//! Peer-group and subtree boundaries inferred from raw indentation.
//!
//! Given a clicked list item at depth `d`, its peers are the other list items
//! at depth `d` reachable without crossing a shallower item or a non-list
//! line. Deeper list items between peers belong to the subtree of the peer
//! above them.

use std::ops::Range;

use crate::buffer::{BufferError, LineBuffer};
use crate::error::SortError;
use crate::grammar::ListLine;

/// One peer item plus its contiguous deeper-indented descendants.
#[derive(Debug, Clone, Copy, PartialEq, Eq)]
pub struct Subtree {
    /// Line index of the peer item itself.
    pub peer: usize,
    /// Exclusive end of the descendant lines.
    pub end: usize,
}

impl Subtree {
    pub fn lines(&self) -> Range<usize> {
        self.peer..self.end
    }

    pub fn len(&self) -> usize {
        self.end - self.peer
    }

    pub fn is_empty(&self) -> bool {
        self.len() == 0
    }
}

/// The peers of a clicked item, in document order.
#[derive(Debug, Clone, PartialEq, Eq)]
pub struct PeerGroup {
    /// Indent depth shared by every peer.
    pub depth: usize,
    pub clicked: usize,
    pub subtrees: Vec<Subtree>,
    /// Exclusive end of the whole list structure below the first peer.
    pub structure_end: usize,
}

impl PeerGroup {
    pub fn start(&self) -> usize {
        self.subtrees.first().map_or(self.clicked, |s| s.peer)
    }

    /// End of the last peer's subtree.
    pub fn subtrees_end(&self) -> usize {
        self.subtrees.last().map_or(self.clicked + 1, |s| s.end)
    }

    /// Lines the rewrite replaces.
    pub fn replace_range(&self) -> Range<usize> {
        self.start()..self.structure_end
    }

    pub fn peers(&self) -> impl Iterator<Item = usize> + '_ {
        self.subtrees.iter().map(|s| s.peer)
    }
}

/// Depth of line `index` if it is a list item.
fn list_depth<B: LineBuffer + ?Sized>(
    buffer: &B,
    index: usize,
) -> Result<Option<usize>, BufferError> {
    let line = buffer.line(index)?;
    Ok(ListLine::parse(&line).map(|item| item.depth))
}

/// First peer line at `depth`, scanning up from `clicked`.
pub fn peer_block_start<B: LineBuffer + ?Sized>(
    buffer: &B,
    clicked: usize,
    depth: usize,
) -> Result<usize, BufferError> {
    let mut start = clicked;
    for index in (0..clicked).rev() {
        match list_depth(buffer, index)? {
            Some(d) if d == depth => start = index,
            Some(d) if d > depth => continue,
            _ => break,
        }
    }
    Ok(start)
}

/// Last peer line at `depth` (inclusive), scanning down from `clicked`.
pub fn peer_block_end<B: LineBuffer + ?Sized>(
    buffer: &B,
    clicked: usize,
    depth: usize,
) -> Result<usize, BufferError> {
    let mut end = clicked;
    for index in clicked + 1..buffer.line_count() {
        match list_depth(buffer, index)? {
            Some(d) if d == depth => end = index,
            Some(d) if d > depth => continue,
            _ => break,
        }
    }
    Ok(end)
}

/// Exclusive end of the subtree owned by the peer at `peer`: list items
/// strictly deeper than `depth`.
pub fn subtree_end<B: LineBuffer + ?Sized>(
    buffer: &B,
    peer: usize,
    depth: usize,
) -> Result<usize, BufferError> {
    let mut end = peer + 1;
    while end < buffer.line_count() {
        match list_depth(buffer, end)? {
            Some(d) if d > depth => end += 1,
            _ => break,
        }
    }
    Ok(end)
}

/// Exclusive outer bound of the list structure continuing at `from`: list
/// items at `depth` or deeper. Only used for the replacement range, never for
/// subtree ownership.
pub fn structure_end<B: LineBuffer + ?Sized>(
    buffer: &B,
    from: usize,
    depth: usize,
) -> Result<usize, BufferError> {
    let mut end = from;
    while end < buffer.line_count() {
        match list_depth(buffer, end)? {
            Some(d) if d >= depth => end += 1,
            _ => break,
        }
    }
    Ok(end)
}

/// Find the peer group around `clicked` and each peer's subtree.
pub fn scan_peer_group<B: LineBuffer + ?Sized>(
    buffer: &B,
    clicked: usize,
) -> Result<PeerGroup, SortError> {
    let line = buffer.line(clicked)?;
    let depth = ListLine::parse(&line)
        .map(|item| item.depth)
        .ok_or(SortError::NotAListItem { line: clicked })?;

    let start = peer_block_start(buffer, clicked, depth)?;
    let last = peer_block_end(buffer, clicked, depth)?;

    // Every line in [start, last] is a list item at `depth` or deeper, so
    // walking subtree ends lands on each peer in turn.
    let mut subtrees = Vec::new();
    let mut peer = start;
    while peer <= last {
        let end = subtree_end(buffer, peer, depth)?;
        subtrees.push(Subtree { peer, end });
        peer = end;
    }

    // Unreachable while the walk above lands on every peer; guards the
    // scanners drifting apart.
    if !subtrees.iter().any(|s| s.peer == clicked) {
        return Err(SortError::Discontiguous { start, clicked });
    }

    let structure_end = structure_end(buffer, peer, depth)?;
    log::debug!(
        "peer group for line {clicked}: depth {depth}, {} peers, lines {start}..{structure_end}",
        subtrees.len()
    );

    Ok(PeerGroup {
        depth,
        clicked,
        subtrees,
        structure_end,
    })
}
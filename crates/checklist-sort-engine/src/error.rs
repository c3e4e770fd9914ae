use crate::buffer::BufferError;

/// Reasons a click produced no rewrite.
///
/// None of these reach the host as a failure: the toggle pipeline logs them
/// and reports [`crate::toggle::MutationOutcome::Aborted`].
#[derive(Debug, Clone, PartialEq, Eq, thiserror::Error)]
pub enum SortError {
    #[error("line {line} is not a list item")]
    NotAListItem { line: usize },

    #[error("list item on line {line} has no checkbox to toggle")]
    NotATask { line: usize },

    #[error("failed to read buffer: {0}")]
    Buffer(#[from] BufferError),

    #[error("buffer rejected the replacement: {0}")]
    Replace(#[source] BufferError),

    /// Internal guard: a consistent scan never produces it.
    #[error("peer subtrees starting at line {start} do not reach clicked line {clicked}")]
    Discontiguous { start: usize, clicked: usize },
}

Task details –
State the number of lines in the data that include the string "lands", and add nothing else.

Answer section –
2